Memiliki bentuk tubuh yang ideal seringkali membuat orang berfokus pada latihan berat, padahal melakukan aktivasi deep core secara rutin jauh lebih efektif untuk mendapatkan perut rata yang stabil. Banyak orang terjebak dalam rutinitas melakukan ratusan kali sit-up setiap hari, namun mereka tidak melihat hasil yang signifikan pada lingkar pinggang mereka. Hal ini terjadi karena gerakan konvensional tersebut seringkali hanya melatih otot perut bagian luar (rectus abdominis), tanpa menyentuh otot lapisan dalam yang berfungsi sebagai korset alami tubuh. Otot lapisan dalam inilah yang sebenarnya bertanggung jawab untuk menarik dinding perut ke dalam dan memberikan tampilan yang lebih ramping serta atletis.
Langkah pertama untuk memulai perubahan ini adalah dengan memahami bahwa aktivasi deep core melibatkan otot transversus abdominis dan otot dasar pulvis. Berbeda dengan latihan beban yang eksplosif, latihan ini lebih mengandalkan kontrol pernapasan dan kontraksi yang halus namun dalam. Anda bisa memulainya dengan berbaring telentang dan mencoba menarik pusar ke arah tulang belakang tanpa menahan napas. Jika dilakukan dengan benar, Anda akan merasakan tekanan internal yang stabil di seluruh area perut, bukan sekadar ketegangan di leher atau punggung bawah seperti yang sering terjadi pada gerakan crunch yang salah.
Mengintegrasikan teknik aktivasi deep core ke dalam aktivitas sehari-hari juga sangatlah penting untuk hasil jangka panjang. Saat Anda duduk di depan komputer atau sedang berjalan kaki, cobalah untuk tetap menjaga ketegangan ringan pada otot perut bagian dalam tersebut. Hal ini tidak hanya membantu menciptakan perut yang lebih rata, tetapi juga memperbaiki postur tubuh secara keseluruhan dan mengurangi risiko nyeri punggung kronis. Banyak atlet profesional kini beralih dari latihan perut tradisional ke teknik stabilisasi ini karena manfaatnya yang jauh lebih fungsional untuk pergerakan tubuh sehari-hari maupun performa olahraga berat.
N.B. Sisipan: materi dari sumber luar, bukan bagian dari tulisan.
pub mod config {
    pub use eincasm_core::config::*;
}
pub mod physics {
    pub use eincasm_core::physics::*;
}
pub mod organism {
    pub use eincasm_core::organism::*;
}
pub mod pcg {
    pub use eincasm_core::pcg::*;
}
pub mod snapshot {
    pub use eincasm_io::snapshot::*;
}
pub mod state {
    pub use eincasm_core::state::*;
    pub use eincasm_data::*;
}

pub mod experiment;
pub mod ids;
//! Update-rule adapters binding each physics kernel to named channels.
//!
//! Each rule owns a typed configuration struct that is validated when the
//! rule is registered, never while stepping.

use super::{
    activate_flow_muscles, activate_mine_muscles, activate_port_muscles, grow_muscle_csa,
    regen_ports,
};
use crate::error::{Result, SimError};
use crate::registry::{Declaration, RuleContext, UpdateRule};
use crate::state::PERIOD;
use crate::substrate::Substrate;
use serde::{Deserialize, Serialize};

fn ensure_cost(name: &str, value: f32, allow_zero: bool, max: Option<f32>) -> Result<()> {
    let lower_ok = if allow_zero { value >= 0.0 } else { value > 0.0 };
    let upper_ok = max.map_or(true, |m| value <= m);
    if value.is_finite() && lower_ok && upper_ok {
        return Ok(());
    }
    let lower = if allow_zero { "non-negative" } else { "positive" };
    Err(SimError::configuration(match max {
        Some(m) => format!("{name} must be {lower} and at most {m}, got {value}"),
        None => format!("{name} must be {lower}, got {value}"),
    }))
}

fn components(substrate: &Substrate, id: &str) -> Result<usize> {
    Ok(substrate.channel(id)?.components())
}

fn ensure_components(rule: &str, substrate: &Substrate, id: &str, expected: usize) -> Result<()> {
    let actual = components(substrate, id)?;
    if actual != expected {
        return Err(SimError::configuration(format!(
            "rule '{rule}' needs '{id}' with {expected} component(s), it has {actual}"
        )));
    }
    Ok(())
}

#[derive(Debug, Clone, Copy, PartialEq, Serialize, Deserialize)]
pub struct GrowthConfig {
    /// Fraction of capital lost converting to or from muscle area.
    pub growth_cost: f32,
}

impl Default for GrowthConfig {
    fn default() -> Self {
        Self { growth_cost: 0.2 }
    }
}

impl GrowthConfig {
    pub fn validate(&self) -> Result<()> {
        ensure_cost("growth_cost", self.growth_cost, true, Some(1.0))
    }
}

#[derive(Debug, Clone, Copy, PartialEq, Serialize, Deserialize)]
pub struct FlowConfig {
    /// Capital burnt per unit of mass a cell emits.
    pub flow_cost: f32,
}

impl Default for FlowConfig {
    fn default() -> Self {
        Self { flow_cost: 0.2 }
    }
}

impl FlowConfig {
    pub fn validate(&self) -> Result<()> {
        ensure_cost("flow_cost", self.flow_cost, true, None)
    }
}

#[derive(Debug, Clone, Copy, PartialEq, Serialize, Deserialize)]
pub struct PortConfig {
    pub port_cost: f32,
}

impl Default for PortConfig {
    fn default() -> Self {
        Self { port_cost: 0.2 }
    }
}

impl PortConfig {
    pub fn validate(&self) -> Result<()> {
        ensure_cost("port_cost", self.port_cost, false, None)
    }
}

#[derive(Debug, Clone, Copy, PartialEq, Serialize, Deserialize)]
pub struct MineConfig {
    pub mining_cost: f32,
}

impl Default for MineConfig {
    fn default() -> Self {
        Self { mining_cost: 0.2 }
    }
}

impl MineConfig {
    pub fn validate(&self) -> Result<()> {
        ensure_cost("mining_cost", self.mining_cost, false, None)
    }
}

/// Advances the period counter by one.
pub struct StepPeriod {
    decl: Declaration,
}

impl Default for StepPeriod {
    fn default() -> Self {
        Self::new("step_period")
    }
}

impl StepPeriod {
    #[must_use]
    pub fn new(name: &str) -> Self {
        Self {
            decl: Declaration::new(name).requires_sim(PERIOD).mutates_state(),
        }
    }
}

impl UpdateRule for StepPeriod {
    fn declaration(&self) -> &Declaration {
        &self.decl
    }

    fn apply(&mut self, ctx: &mut RuleContext<'_>) -> Result<()> {
        let period = ctx.period()?;
        ctx.set_sim_value(PERIOD, (period + 1) as f64)
    }
}

pub struct GrowRule {
    decl: Declaration,
    radii: String,
    deltas: String,
    capital: String,
    config: GrowthConfig,
}

impl GrowRule {
    /// `deltas` must have as many components as `radii`.
    #[must_use]
    pub fn new(name: &str, radii: &str, deltas: &str, capital: &str, config: GrowthConfig) -> Self {
        Self {
            decl: Declaration::new(name)
                .reads([capital, radii, deltas])
                .writes([radii, capital]),
            radii: radii.to_string(),
            deltas: deltas.to_string(),
            capital: capital.to_string(),
            config,
        }
    }
}

impl UpdateRule for GrowRule {
    fn declaration(&self) -> &Declaration {
        &self.decl
    }

    fn validate(&self, substrate: &Substrate) -> Result<()> {
        self.config.validate()?;
        let k = components(substrate, &self.radii)?;
        ensure_components(&self.decl.name, substrate, &self.deltas, k)?;
        ensure_components(&self.decl.name, substrate, &self.capital, 1)
    }

    fn apply(&mut self, ctx: &mut RuleContext<'_>) -> Result<()> {
        let radii = ctx.read(&self.radii)?;
        let deltas = ctx.read(&self.deltas)?;
        let capital = ctx.read(&self.capital)?;
        let out = grow_muscle_csa(&radii, &deltas, &capital, self.config.growth_cost)?;
        ctx.write(&self.radii, out.radii)?;
        ctx.write(&self.capital, out.capital)
    }
}

pub struct FlowRule {
    decl: Declaration,
    capital: String,
    waste: String,
    obstacles: String,
    radii: String,
    activations: String,
    config: FlowConfig,
}

impl FlowRule {
    /// The kernel is taken from the `radii` channel's metadata (or its root parent's).
    #[must_use]
    pub fn new(
        name: &str,
        capital: &str,
        waste: &str,
        obstacles: &str,
        radii: &str,
        activations: &str,
        config: FlowConfig,
    ) -> Self {
        Self {
            decl: Declaration::new(name)
                .reads([capital, waste, radii, activations, obstacles])
                .writes([capital, waste])
                .requires_channel(radii, "kernel"),
            capital: capital.to_string(),
            waste: waste.to_string(),
            obstacles: obstacles.to_string(),
            radii: radii.to_string(),
            activations: activations.to_string(),
            config,
        }
    }
}

impl UpdateRule for FlowRule {
    fn declaration(&self) -> &Declaration {
        &self.decl
    }

    fn validate(&self, substrate: &Substrate) -> Result<()> {
        self.config.validate()?;
        let name = &self.decl.name;
        let k = components(substrate, &self.radii)?;
        if let Some(kernel) = &substrate.metadata(&self.radii)?.kernel {
            if kernel.len() != k {
                return Err(SimError::configuration(format!(
                    "rule '{name}': kernel has {} directions, '{}' has {k} components",
                    kernel.len(),
                    self.radii
                )));
            }
        }
        let a = components(substrate, &self.activations)?;
        if a != 1 && a != k {
            return Err(SimError::configuration(format!(
                "rule '{name}': '{}' must have 1 or {k} components, it has {a}",
                self.activations
            )));
        }
        ensure_components(name, substrate, &self.capital, 1)?;
        ensure_components(name, substrate, &self.waste, 1)?;
        ensure_components(name, substrate, &self.obstacles, 1)
    }

    fn apply(&mut self, ctx: &mut RuleContext<'_>) -> Result<()> {
        let kernel = ctx.metadata(&self.radii)?.kernel.as_ref().ok_or_else(|| {
            SimError::configuration(format!("channel '{}' has no kernel", self.radii))
        })?;
        let capital = ctx.read(&self.capital)?;
        let waste = ctx.read(&self.waste)?;
        let obstacles = ctx.read(&self.obstacles)?;
        let radii = ctx.read(&self.radii)?;
        let activations = ctx.read(&self.activations)?;
        let out = activate_flow_muscles(
            &capital,
            &waste,
            &obstacles,
            &radii,
            &activations,
            kernel,
            self.config.flow_cost,
        )?;
        ctx.write(&self.capital, out.capital)?;
        ctx.write(&self.waste, out.waste)
    }
}

pub struct PortRule {
    decl: Declaration,
    capital: String,
    ports: String,
    radii: String,
    activations: String,
    config: PortConfig,
}

impl PortRule {
    #[must_use]
    pub fn new(
        name: &str,
        capital: &str,
        ports: &str,
        radii: &str,
        activations: &str,
        config: PortConfig,
    ) -> Self {
        Self {
            decl: Declaration::new(name)
                .reads([capital, ports, radii, activations])
                .writes([capital, ports]),
            capital: capital.to_string(),
            ports: ports.to_string(),
            radii: radii.to_string(),
            activations: activations.to_string(),
            config,
        }
    }
}

impl UpdateRule for PortRule {
    fn declaration(&self) -> &Declaration {
        &self.decl
    }

    fn validate(&self, substrate: &Substrate) -> Result<()> {
        self.config.validate()?;
        for id in [&self.capital, &self.ports, &self.radii, &self.activations] {
            ensure_components(&self.decl.name, substrate, id, 1)?;
        }
        Ok(())
    }

    fn apply(&mut self, ctx: &mut RuleContext<'_>) -> Result<()> {
        let capital = ctx.read(&self.capital)?;
        let ports = ctx.read(&self.ports)?;
        let radii = ctx.read(&self.radii)?;
        let activations = ctx.read(&self.activations)?;
        let out =
            activate_port_muscles(&capital, &ports, &radii, &activations, self.config.port_cost)?;
        ctx.write(&self.capital, out.capital)?;
        ctx.write(&self.ports, out.ports)
    }
}

pub struct MineRule {
    decl: Declaration,
    capital: String,
    obstacles: String,
    waste: String,
    radii: String,
    activations: String,
    config: MineConfig,
}

impl MineRule {
    #[must_use]
    pub fn new(
        name: &str,
        capital: &str,
        obstacles: &str,
        waste: &str,
        radii: &str,
        activations: &str,
        config: MineConfig,
    ) -> Self {
        Self {
            decl: Declaration::new(name)
                .reads([capital, obstacles, waste, radii, activations])
                .writes([capital, obstacles, waste]),
            capital: capital.to_string(),
            obstacles: obstacles.to_string(),
            waste: waste.to_string(),
            radii: radii.to_string(),
            activations: activations.to_string(),
            config,
        }
    }
}

impl UpdateRule for MineRule {
    fn declaration(&self) -> &Declaration {
        &self.decl
    }

    fn validate(&self, substrate: &Substrate) -> Result<()> {
        self.config.validate()?;
        for id in [
            &self.capital,
            &self.obstacles,
            &self.waste,
            &self.radii,
            &self.activations,
        ] {
            ensure_components(&self.decl.name, substrate, id, 1)?;
        }
        Ok(())
    }

    fn apply(&mut self, ctx: &mut RuleContext<'_>) -> Result<()> {
        let capital = ctx.read(&self.capital)?;
        let obstacles = ctx.read(&self.obstacles)?;
        let waste = ctx.read(&self.waste)?;
        let radii = ctx.read(&self.radii)?;
        let activations = ctx.read(&self.activations)?;
        let out = activate_mine_muscles(
            &capital,
            &obstacles,
            &waste,
            &radii,
            &activations,
            self.config.mining_cost,
        )?;
        ctx.write(&self.capital, out.capital)?;
        ctx.write(&self.obstacles, out.obstacles)?;
        ctx.write(&self.waste, out.waste)
    }
}

/// Metadata key counting how many times a port channel has regenerated.
pub const NUM_REGENS: &str = "num_regens";

/// Regenerates every resource port from the port layout stored on the channel.
pub struct RegenRule {
    decl: Declaration,
    ports: String,
}

impl RegenRule {
    #[must_use]
    pub fn new(name: &str, ports: &str) -> Self {
        Self {
            decl: Declaration::new(name)
                .writes([ports])
                .requires_sim(PERIOD)
                .requires_channel(ports, "port_id_map")
                .requires_channel(ports, "port_sizes")
                .requires_channel(ports, "resources"),
            ports: ports.to_string(),
        }
    }
}

impl UpdateRule for RegenRule {
    fn declaration(&self) -> &Declaration {
        &self.decl
    }

    fn validate(&self, substrate: &Substrate) -> Result<()> {
        ensure_components(&self.decl.name, substrate, &self.ports, 1)
    }

    fn apply(&mut self, ctx: &mut RuleContext<'_>) -> Result<()> {
        let layout = ctx.metadata(&self.ports)?.ports.as_ref().ok_or_else(|| {
            SimError::configuration(format!("channel '{}' has no port layout", self.ports))
        })?;
        let view = ctx.view(&self.ports)?;
        let lims = view.lims();
        let ports = view.to_field();
        let period = ctx.period()?;
        let out = regen_ports(&ports, layout, period, lims)?;
        let regens = ctx
            .metadata(&self.ports)?
            .get(NUM_REGENS)
            .and_then(serde_json::Value::as_u64)
            .unwrap_or(0);
        ctx.write(&self.ports, out)?;
        ctx.set_metadata(&self.ports, NUM_REGENS, regens + 1)
    }
}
Selain itu, konsistensi dalam melakukan aktivasi deep core akan memperkuat struktur tulang belakang Anda dari dalam. Tanpa pondasi internal yang kuat, latihan beban apa pun yang Anda lakukan tidak akan maksimal dan justru bisa memicu cedera. Latihan seperti dead bug atau bird-dog adalah contoh gerakan yang sangat mengandalkan kontrol otot dalam ini. Dengan memprioritaskan kualitas kontraksi daripada jumlah repetisi yang banyak, Anda memberikan kesempatan bagi sistem saraf untuk terhubung lebih baik dengan otot-otot yang selama ini “tertidur” atau jarang digunakan dalam latihan biasa.